Kurt Vonnegut manages to repel me, yet draw me in at the same time in his books. Of course, he’s most famous for Slaughterhouse Five, which I finally read a couple years ago. I’ve read a few of his other works, including The Sirens of Titan and Slapstick, neither of which is as compelling as Slaughterhouse Five, which is based on Vonnegut’s experience of surviving the firebombing of Dresden, Germany, during World War II. I just finished Breakfast of Champions, which is not in the least about Wheaties cereal. It went down a little easier than some of the other Vonnegut novels, because it’s not quite as misanthropic in tone. Vonnegut is known for his dark sense of humor, which can be a bit much for me at times.
It’s a distinctive style of writing — just as Hemingway is instantly recognizable, so is Vonnegut. There’s a declarative, straightforward way of moving the story forward, with a heavy dose of irony and a dash of the absurd. Breakfast of Champions is tinged even more with the absurd because of the drawings by Vonnegut that illustrate the story, such as that of a dinosaur, which is emblematic of coal (formed partially of “dinosaur excrement”). Let me give you an excerpt to show what I mean about the style; Dwayne is one of the book’s two protagonists:
Dwayne’s bad chemicals made him take a loaded thirty-eight caliber revolver from under his pillow and tick it in his mouth. This was a tool whose only purpose was to make holes in human beings. It looked like this: [there is a drawing of a snub-nosed revolver]. In Dwayne’s part of the planet, anyone who wanted one could get one down at his local hardware store. Policemen all had them. So did the criminals. So did the people caught in between.

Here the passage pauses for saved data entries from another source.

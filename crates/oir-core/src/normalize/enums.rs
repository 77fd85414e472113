use serde_json::Value;

use super::{NamingContext, Session, VersionAdapter};
use crate::ir::{EnumBaseType, EnumEntry, EnumModel, ModelDef};
use crate::naming::enum_entry_name;
use crate::tree::NodeRef;

const ENUM_EXTENSIONS: &[&str] = &[
    "x-enumNames",
    "x-ms-enum",
    "x-enum-varnames",
    "x-enum-descriptions",
    "x-nullable",
];

/// Build an enum model. The flag is set when `null` is one of the values.
pub(super) fn normalize(
    adapter: &dyn VersionAdapter,
    session: &mut Session<'_>,
    node: NodeRef<'_>,
    naming: &NamingContext,
) -> (ModelDef, bool) {
    let all: Vec<Value> = node
        .get("enum")
        .map(|values| values.items().map(NodeRef::to_json).collect())
        .unwrap_or_default();
    let has_null = all.iter().any(Value::is_null);
    let values: Vec<Value> = all.into_iter().filter(|v| !v.is_null()).collect();

    let enum_names = node.strings_of("x-enumNames");
    let entries = if !enum_names.is_empty() {
        named_entries(node, &values, &enum_names)
    } else if let Some(entries) = ms_enum_entries(session, node, naming) {
        entries
    } else {
        named_entries(node, &values, &node.strings_of("x-enum-varnames"))
    };

    let model = EnumModel {
        name: naming.name().to_string(),
        base_type: base_type(adapter, node, &values),
        entries,
        format: node.string_of("format"),
        deprecated: node.flag("deprecated"),
        description: node.string_of("description"),
        extensions: node.extensions(ENUM_EXTENSIONS),
        origin: naming.origin,
        name_is_original: naming.name_is_original,
    };
    (ModelDef::Enum(model), has_null)
}

fn base_type(adapter: &dyn VersionAdapter, node: NodeRef<'_>, values: &[Value]) -> EnumBaseType {
    let declared = match node.get("type") {
        Some(t) if t.as_str().is_some() => t.as_str(),
        Some(t) if adapter.allows_type_arrays() => {
            t.items().filter_map(NodeRef::as_str).find(|t| *t != "null")
        }
        _ => None,
    };
    match declared {
        Some("integer") => EnumBaseType::Integer,
        Some("number") => EnumBaseType::Number,
        Some(_) => EnumBaseType::String,
        None if !values.is_empty() && values.iter().all(|v| v.is_i64() || v.is_u64()) => {
            EnumBaseType::Integer
        }
        None if !values.is_empty() && values.iter().all(Value::is_number) => EnumBaseType::Number,
        None => EnumBaseType::String,
    }
}

/// Entries from `x-ms-enum.values`, which replace the `enum` list entirely.
/// A malformed extension is reported and ignored.
fn ms_enum_entries(
    session: &mut Session<'_>,
    node: NodeRef<'_>,
    naming: &NamingContext,
) -> Option<Vec<EnumEntry>> {
    let ms_values = node.get("x-ms-enum")?.get("values")?;
    if ms_values.as_seq().is_none() {
        session.warn([naming.name(), "x-ms-enum"], "values is not a list, extension ignored");
        return None;
    }
    let mut entries = Vec::new();
    for item in ms_values.items() {
        let Some(value) = item.get("value").map(NodeRef::to_json) else {
            session.warn(
                [naming.name(), "x-ms-enum"],
                "entry without a value, extension ignored",
            );
            return None;
        };
        if value.is_null() {
            continue;
        }
        entries.push(EnumEntry {
            name: item
                .string_of("name")
                .unwrap_or_else(|| enum_entry_name(&value)),
            value,
            deprecated: false,
            description: item.string_of("description"),
            extensions: item.extensions(&[]),
        });
    }
    Some(entries)
}

/// Entries from the `enum` list, named by `names` where given and derived
/// from the value otherwise.
fn named_entries(node: NodeRef<'_>, values: &[Value], names: &[&str]) -> Vec<EnumEntry> {
    let descriptions = node.get("x-enum-descriptions");

    values
        .iter()
        .enumerate()
        .map(|(i, value)| EnumEntry {
            name: names
                .get(i)
                .map(|name| name.to_string())
                .unwrap_or_else(|| enum_entry_name(value)),
            value: value.clone(),
            deprecated: false,
            description: descriptions
                .and_then(|d| d.items().nth(i))
                .and_then(NodeRef::as_str)
                .map(str::to_string),
            extensions: Default::default(),
        })
        .collect()
}

#[cfg(test)]
mod tests {
    use super::*;
    use crate::config::ParseContext;
    use crate::normalize::{OpenApi30, OpenApi31};
    use crate::tree::Tree;
    use serde_json::json;

    fn enum_of(adapter: &dyn VersionAdapter, schema: Value) -> (EnumModel, bool, usize) {
        let mut tree = Tree::new();
        let id = tree.insert_json(&schema);
        let mut context = ParseContext::default();
        let mut session = Session::new(&mut context);
        let (model, has_null) =
            normalize(adapter, &mut session, tree.view(id), &NamingContext::schema("Level"));
        let warnings = session.context.diagnostics.len();
        match model {
            ModelDef::Enum(model) => (model, has_null, warnings),
            other => panic!("expected enum, got {other:?}"),
        }
    }

    fn names(model: &EnumModel) -> Vec<&str> {
        model.entries.iter().map(|e| e.name.as_str()).collect()
    }

    #[test]
    fn enum_names_win_over_ms_enum() {
        let (model, _, _) = enum_of(
            &OpenApi30,
            json!({
                "enum": [1, 2, 3],
                "x-enumNames": ["High", "Medium", "Low"],
                "x-ms-enum": {"values": [
                    {"value": 1, "name": "One"},
                    {"value": 2, "name": "Two"},
                    {"value": 3, "name": "Three"}
                ]}
            }),
        );
        assert_eq!(names(&model), vec!["High", "Medium", "Low"]);
        assert_eq!(model.entries[2].value, json!(3));
    }

    #[test]
    fn ms_enum_wins_over_varnames() {
        let (model, _, _) = enum_of(
            &OpenApi30,
            json!({
                "enum": ["on", "off"],
                "x-enum-varnames": ["Active", "Inactive"],
                "x-ms-enum": {"name": "Power", "values": [
                    {"value": "on", "name": "Enabled", "description": "Powered"},
                    {"value": "off"}
                ]}
            }),
        );
        assert_eq!(names(&model), vec!["Enabled", "Off"]);
        assert_eq!(model.entries[0].description.as_deref(), Some("Powered"));
        assert!(model.extensions.is_empty());
    }

    #[test]
    fn varnames_carry_descriptions() {
        let (model, _, _) = enum_of(
            &OpenApi30,
            json!({
                "type": "integer",
                "enum": [0, 1],
                "x-enum-varnames": ["Low", "High"],
                "x-enum-descriptions": ["not much", "a lot"]
            }),
        );
        assert_eq!(names(&model), vec!["Low", "High"]);
        assert_eq!(model.entries[1].description.as_deref(), Some("a lot"));
        assert_eq!(model.base_type, EnumBaseType::Integer);
    }

    #[test]
    fn names_derived_from_values() {
        let (model, _, _) = enum_of(&OpenApi30, json!({"enum": [1.5, -2]}));
        assert_eq!(names(&model), vec!["_1_5", "__2"]);
        assert_eq!(model.base_type, EnumBaseType::Number);

        let (model, _, _) = enum_of(&OpenApi30, json!({"enum": ["in-progress", "done"]}));
        assert_eq!(names(&model), vec!["InProgress", "Done"]);
        assert_eq!(model.base_type, EnumBaseType::String);
    }

    #[test]
    fn short_name_lists_fall_back_per_entry() {
        let (model, _, _) = enum_of(
            &OpenApi30,
            json!({"enum": ["a", "b"], "x-enumNames": ["First"]}),
        );
        assert_eq!(names(&model), vec!["First", "B"]);
    }

    #[test]
    fn malformed_ms_enum_is_reported_and_ignored() {
        let (model, _, warnings) = enum_of(
            &OpenApi30,
            json!({
                "enum": ["a"],
                "x-enum-varnames": ["Alpha"],
                "x-ms-enum": {"values": "nope"}
            }),
        );
        assert_eq!(names(&model), vec!["Alpha"]);
        assert_eq!(warnings, 1);

        let (model, _, warnings) = enum_of(
            &OpenApi30,
            json!({"enum": ["a"], "x-ms-enum": {"values": [{"name": "NoValue"}]}}),
        );
        assert_eq!(names(&model), vec!["A"]);
        assert_eq!(warnings, 1);
    }

    #[test]
    fn null_values_are_dropped_and_flagged() {
        let (model, has_null, _) = enum_of(&OpenApi31, json!({"enum": ["x", null]}));
        assert!(has_null);
        assert_eq!(names(&model), vec!["X"]);

        let (model, has_null, _) = enum_of(&OpenApi31, json!({"enum": []}));
        assert!(!has_null);
        assert!(model.entries.is_empty());
    }

    #[test]
    fn type_list_picks_the_concrete_base_type() {
        let (model, _, _) = enum_of(&OpenApi31, json!({"type": ["null", "integer"], "enum": [1]}));
        assert_eq!(model.base_type, EnumBaseType::Integer);
    }

    #[test]
    fn other_extensions_are_kept() {
        let (model, _, _) = enum_of(
            &OpenApi30,
            json!({"enum": ["a"], "x-enumNames": ["A"], "x-go-type": "Letter"}),
        );
        assert_eq!(model.extensions.len(), 1);
        assert_eq!(model.extensions["x-go-type"], json!("Letter"));
    }
}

The plot of Breakfast of Champions weaves back and forth between the life of Dwayne Hoover, a car dealership owner in the Midwest whose brain chemicals have turned on him, rendering him violently insane, and Kilgore Trout, a middling science fiction writer invited to an arts festival in Dwayne’s hometown. Their lives intersect once Dwayne has gone off the deep end and Kilgore has literally waded through the industrial muck of Midland, Indiana. I’m not sure what meaning to derive from the book, which Vonnegut describes as a gift to himself for his fiftieth birthday. I guess this is why I feel so ambivalent about Vonnegut — his is such a dark, sarcastic, satirical take on humanity that there’s no uplift upon finishing his books. They seem to crash toward the end, maybe a manifestation of his own dark experiences in his family life and in the war.
I went to see Vonnegut at the University of Iowa, where he spoke about eight years ago. It was a packed audience, and my dad and I drove over from Des Moines for the lecture. I recall that he was a very funny speaker, and he gave us a preview of his upcoming book Timequake. His advice for budding writers was not to major in English; he studied chemistry at Cornell. He believed that you should know something other than other people’s writing. Once you “meet” an author in person, you approach his books differently. It makes it more personal, I think.
What about you? Do you love or loathe Vonnegut? Did his death in 2007 make you look at his work differently?